## What you need to do:
Please output exactly the part of the records below that opens with the line containing "use reqwest::Client;" and closes with the line containing "from API settings.", both lines included, and nothing else.

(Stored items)

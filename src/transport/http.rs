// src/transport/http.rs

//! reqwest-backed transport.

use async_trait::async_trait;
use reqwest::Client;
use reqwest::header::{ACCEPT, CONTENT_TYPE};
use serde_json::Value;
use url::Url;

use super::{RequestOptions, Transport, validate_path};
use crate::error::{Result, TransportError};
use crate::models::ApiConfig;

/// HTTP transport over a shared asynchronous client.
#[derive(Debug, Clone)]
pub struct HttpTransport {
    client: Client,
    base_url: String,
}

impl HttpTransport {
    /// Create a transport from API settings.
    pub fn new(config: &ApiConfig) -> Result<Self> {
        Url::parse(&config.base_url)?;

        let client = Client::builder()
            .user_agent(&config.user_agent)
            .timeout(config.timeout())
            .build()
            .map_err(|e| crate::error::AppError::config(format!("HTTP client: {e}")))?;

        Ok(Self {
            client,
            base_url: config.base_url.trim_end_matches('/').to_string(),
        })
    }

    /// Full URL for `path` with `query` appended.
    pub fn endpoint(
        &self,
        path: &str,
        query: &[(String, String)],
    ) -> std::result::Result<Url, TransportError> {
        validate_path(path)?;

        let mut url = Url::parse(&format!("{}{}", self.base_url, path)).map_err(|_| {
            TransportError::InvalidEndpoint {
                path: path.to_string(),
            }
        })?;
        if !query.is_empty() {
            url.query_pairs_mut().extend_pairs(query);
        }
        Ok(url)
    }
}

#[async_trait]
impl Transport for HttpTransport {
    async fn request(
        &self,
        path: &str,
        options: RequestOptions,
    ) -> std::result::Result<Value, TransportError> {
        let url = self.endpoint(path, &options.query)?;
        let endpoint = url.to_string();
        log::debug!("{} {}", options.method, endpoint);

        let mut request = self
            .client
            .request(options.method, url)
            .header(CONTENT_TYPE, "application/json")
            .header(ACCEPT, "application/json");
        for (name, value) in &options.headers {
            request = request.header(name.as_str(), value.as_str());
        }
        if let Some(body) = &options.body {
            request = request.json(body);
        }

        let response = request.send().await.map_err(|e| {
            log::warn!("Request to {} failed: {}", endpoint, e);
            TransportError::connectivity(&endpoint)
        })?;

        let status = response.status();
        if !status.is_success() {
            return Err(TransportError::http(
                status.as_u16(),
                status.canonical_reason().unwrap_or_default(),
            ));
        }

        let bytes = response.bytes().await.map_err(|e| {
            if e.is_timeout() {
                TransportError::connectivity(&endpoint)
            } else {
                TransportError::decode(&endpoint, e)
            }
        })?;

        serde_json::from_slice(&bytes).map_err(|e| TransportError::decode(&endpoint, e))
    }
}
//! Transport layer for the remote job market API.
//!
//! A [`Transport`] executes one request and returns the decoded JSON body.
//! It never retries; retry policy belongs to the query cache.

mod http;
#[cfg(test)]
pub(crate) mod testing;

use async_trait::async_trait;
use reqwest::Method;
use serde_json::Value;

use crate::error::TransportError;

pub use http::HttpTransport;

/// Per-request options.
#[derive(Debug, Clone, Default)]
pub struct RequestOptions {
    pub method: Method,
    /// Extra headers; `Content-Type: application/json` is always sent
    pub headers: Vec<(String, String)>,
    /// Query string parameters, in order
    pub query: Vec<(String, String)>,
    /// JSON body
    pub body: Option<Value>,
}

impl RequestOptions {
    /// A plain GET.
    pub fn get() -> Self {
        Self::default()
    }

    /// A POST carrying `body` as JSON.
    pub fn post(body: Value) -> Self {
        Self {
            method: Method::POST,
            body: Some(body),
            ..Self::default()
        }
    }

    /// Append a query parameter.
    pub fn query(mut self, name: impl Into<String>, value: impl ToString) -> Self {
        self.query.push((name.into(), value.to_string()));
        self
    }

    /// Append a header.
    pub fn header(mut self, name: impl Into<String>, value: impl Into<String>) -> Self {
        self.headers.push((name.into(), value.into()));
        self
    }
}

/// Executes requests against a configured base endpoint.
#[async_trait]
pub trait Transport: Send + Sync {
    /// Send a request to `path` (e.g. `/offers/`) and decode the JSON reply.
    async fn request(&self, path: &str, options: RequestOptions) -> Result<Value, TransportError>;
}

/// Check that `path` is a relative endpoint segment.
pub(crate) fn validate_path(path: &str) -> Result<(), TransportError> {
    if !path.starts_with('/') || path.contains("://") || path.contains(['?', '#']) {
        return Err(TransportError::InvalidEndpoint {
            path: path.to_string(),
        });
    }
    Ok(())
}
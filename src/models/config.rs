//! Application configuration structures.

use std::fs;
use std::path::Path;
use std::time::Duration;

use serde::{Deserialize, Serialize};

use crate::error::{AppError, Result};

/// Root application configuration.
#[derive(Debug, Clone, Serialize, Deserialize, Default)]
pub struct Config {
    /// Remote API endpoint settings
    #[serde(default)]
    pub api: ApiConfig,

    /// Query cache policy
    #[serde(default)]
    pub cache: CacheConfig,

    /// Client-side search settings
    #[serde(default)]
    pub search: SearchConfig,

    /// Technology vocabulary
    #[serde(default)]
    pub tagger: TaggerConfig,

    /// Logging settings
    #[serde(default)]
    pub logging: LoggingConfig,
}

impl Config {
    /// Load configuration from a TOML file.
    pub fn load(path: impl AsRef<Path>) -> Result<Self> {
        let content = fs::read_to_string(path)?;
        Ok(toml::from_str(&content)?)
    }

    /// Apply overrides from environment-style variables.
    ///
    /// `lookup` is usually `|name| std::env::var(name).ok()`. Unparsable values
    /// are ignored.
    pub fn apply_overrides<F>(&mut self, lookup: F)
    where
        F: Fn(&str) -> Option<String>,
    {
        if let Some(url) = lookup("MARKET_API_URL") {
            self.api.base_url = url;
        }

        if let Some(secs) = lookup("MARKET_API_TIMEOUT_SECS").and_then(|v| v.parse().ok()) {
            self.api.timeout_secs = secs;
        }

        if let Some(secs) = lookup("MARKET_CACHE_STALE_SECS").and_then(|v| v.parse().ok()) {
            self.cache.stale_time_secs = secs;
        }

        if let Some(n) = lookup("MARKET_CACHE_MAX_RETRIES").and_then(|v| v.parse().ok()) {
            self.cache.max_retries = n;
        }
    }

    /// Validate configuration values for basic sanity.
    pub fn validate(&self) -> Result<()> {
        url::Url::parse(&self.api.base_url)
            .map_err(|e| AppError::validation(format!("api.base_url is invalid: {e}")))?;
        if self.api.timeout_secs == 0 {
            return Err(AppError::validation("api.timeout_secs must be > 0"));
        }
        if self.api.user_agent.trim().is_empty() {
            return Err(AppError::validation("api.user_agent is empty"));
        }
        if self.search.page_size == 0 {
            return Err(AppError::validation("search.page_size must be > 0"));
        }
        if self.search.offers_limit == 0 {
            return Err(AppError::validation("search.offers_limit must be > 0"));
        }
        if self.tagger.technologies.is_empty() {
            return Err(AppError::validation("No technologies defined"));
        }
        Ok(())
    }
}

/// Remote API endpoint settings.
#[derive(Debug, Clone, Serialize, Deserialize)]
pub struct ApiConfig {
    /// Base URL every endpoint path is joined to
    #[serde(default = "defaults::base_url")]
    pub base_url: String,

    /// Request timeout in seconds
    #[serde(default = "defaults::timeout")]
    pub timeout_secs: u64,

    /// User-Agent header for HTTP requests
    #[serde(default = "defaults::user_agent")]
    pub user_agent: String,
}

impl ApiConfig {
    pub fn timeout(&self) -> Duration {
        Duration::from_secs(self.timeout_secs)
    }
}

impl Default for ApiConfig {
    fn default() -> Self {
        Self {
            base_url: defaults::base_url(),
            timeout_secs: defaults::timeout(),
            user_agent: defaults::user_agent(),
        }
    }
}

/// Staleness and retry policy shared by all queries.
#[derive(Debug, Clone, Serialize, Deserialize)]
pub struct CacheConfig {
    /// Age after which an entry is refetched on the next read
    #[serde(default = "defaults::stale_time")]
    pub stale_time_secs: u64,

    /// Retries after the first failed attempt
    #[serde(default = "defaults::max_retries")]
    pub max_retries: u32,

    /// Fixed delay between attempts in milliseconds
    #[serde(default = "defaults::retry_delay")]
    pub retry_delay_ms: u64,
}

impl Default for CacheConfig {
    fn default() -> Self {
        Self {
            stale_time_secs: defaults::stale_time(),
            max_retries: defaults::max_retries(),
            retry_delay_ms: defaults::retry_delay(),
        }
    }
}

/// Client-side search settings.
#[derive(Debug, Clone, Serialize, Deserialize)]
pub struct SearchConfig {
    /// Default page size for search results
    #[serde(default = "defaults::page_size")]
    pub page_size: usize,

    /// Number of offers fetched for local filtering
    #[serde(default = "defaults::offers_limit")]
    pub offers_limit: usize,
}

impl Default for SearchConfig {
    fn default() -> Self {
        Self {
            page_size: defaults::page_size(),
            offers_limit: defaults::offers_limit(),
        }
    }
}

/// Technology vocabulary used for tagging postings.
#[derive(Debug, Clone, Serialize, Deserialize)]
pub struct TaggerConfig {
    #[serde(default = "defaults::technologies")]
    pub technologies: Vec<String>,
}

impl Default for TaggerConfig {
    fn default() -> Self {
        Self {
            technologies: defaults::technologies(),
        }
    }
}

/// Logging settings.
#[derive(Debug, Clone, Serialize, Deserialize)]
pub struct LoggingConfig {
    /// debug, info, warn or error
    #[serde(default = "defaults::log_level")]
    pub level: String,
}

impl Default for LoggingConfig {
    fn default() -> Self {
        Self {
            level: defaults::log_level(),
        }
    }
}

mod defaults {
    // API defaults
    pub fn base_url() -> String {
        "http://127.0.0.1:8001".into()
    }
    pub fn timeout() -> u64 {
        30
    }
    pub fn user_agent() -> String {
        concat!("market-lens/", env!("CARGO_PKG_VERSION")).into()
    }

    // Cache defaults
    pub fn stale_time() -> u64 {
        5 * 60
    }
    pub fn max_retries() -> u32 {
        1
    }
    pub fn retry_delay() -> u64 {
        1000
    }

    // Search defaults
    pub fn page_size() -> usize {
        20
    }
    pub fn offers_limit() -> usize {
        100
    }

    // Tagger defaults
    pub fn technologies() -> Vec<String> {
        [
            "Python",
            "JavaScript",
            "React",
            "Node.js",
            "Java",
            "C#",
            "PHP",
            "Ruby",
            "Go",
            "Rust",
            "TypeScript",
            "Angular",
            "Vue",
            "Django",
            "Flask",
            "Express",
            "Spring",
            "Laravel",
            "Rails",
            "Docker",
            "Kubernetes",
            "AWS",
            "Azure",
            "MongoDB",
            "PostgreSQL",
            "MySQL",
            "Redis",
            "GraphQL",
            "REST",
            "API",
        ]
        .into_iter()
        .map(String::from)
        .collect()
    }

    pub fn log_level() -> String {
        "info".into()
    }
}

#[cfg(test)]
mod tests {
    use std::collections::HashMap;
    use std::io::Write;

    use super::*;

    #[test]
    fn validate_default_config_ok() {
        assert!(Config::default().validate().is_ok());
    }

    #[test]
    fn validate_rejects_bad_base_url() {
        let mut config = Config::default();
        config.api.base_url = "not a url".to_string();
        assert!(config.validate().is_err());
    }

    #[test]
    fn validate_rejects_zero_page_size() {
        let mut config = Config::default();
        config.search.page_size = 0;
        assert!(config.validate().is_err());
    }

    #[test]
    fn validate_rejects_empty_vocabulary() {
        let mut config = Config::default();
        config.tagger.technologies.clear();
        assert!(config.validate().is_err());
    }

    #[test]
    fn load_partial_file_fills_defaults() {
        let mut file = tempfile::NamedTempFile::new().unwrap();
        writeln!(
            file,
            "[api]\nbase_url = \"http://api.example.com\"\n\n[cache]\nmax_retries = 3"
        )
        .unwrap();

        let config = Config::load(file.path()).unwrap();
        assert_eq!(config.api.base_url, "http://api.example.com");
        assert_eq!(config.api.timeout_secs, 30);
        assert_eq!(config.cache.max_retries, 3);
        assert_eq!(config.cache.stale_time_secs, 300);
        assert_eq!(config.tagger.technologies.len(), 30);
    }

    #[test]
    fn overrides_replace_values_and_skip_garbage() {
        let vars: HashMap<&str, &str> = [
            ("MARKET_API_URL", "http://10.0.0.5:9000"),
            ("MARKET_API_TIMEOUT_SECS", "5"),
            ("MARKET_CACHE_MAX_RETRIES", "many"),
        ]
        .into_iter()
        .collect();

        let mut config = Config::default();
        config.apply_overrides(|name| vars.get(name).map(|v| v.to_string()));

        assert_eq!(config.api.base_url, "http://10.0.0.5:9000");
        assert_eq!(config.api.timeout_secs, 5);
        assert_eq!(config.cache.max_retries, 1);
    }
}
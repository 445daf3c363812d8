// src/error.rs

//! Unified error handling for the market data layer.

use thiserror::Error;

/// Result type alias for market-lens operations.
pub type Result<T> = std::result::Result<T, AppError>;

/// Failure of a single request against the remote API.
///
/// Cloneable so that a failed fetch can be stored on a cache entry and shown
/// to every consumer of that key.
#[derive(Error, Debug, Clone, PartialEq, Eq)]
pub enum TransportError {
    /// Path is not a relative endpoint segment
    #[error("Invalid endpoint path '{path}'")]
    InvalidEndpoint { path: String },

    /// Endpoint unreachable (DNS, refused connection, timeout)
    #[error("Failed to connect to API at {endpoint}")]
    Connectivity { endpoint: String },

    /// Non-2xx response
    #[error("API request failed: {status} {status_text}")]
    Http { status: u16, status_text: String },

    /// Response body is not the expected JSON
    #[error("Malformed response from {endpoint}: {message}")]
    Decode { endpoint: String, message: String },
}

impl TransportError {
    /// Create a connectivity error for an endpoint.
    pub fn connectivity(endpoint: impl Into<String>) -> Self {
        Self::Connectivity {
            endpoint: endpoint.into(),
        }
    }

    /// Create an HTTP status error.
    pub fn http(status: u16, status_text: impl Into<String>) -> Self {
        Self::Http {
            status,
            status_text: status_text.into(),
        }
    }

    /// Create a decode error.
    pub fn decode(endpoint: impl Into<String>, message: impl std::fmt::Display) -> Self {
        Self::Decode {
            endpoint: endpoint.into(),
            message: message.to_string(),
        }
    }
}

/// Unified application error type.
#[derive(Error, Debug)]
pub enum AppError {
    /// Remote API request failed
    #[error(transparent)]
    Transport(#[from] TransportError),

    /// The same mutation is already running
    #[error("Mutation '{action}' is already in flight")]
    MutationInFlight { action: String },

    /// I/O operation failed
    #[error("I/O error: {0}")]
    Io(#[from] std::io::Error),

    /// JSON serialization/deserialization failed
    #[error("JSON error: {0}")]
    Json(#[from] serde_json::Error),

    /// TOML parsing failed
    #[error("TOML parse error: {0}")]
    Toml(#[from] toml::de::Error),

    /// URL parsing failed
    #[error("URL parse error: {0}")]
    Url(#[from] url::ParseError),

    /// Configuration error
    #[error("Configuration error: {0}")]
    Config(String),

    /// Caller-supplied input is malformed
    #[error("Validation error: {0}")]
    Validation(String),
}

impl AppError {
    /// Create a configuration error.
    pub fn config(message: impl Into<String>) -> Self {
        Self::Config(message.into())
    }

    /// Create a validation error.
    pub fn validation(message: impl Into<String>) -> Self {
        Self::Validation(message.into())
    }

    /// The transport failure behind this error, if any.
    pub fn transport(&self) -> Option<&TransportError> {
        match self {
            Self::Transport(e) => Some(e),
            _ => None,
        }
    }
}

## Exercise output:
use reqwest::Client;
use reqwest::header::{ACCEPT, CONTENT_TYPE};
use serde_json::Value;
use url::Url;

use super::{RequestOptions, Transport, validate_path};
use crate::error::{Result, TransportError};
use crate::models::ApiConfig;

/// HTTP transport over a shared asynchronous client.
#[derive(Debug, Clone)]
pub struct HttpTransport {
    client: Client,
    base_url: String,
}

impl HttpTransport {
    /// Create a transport from API settings.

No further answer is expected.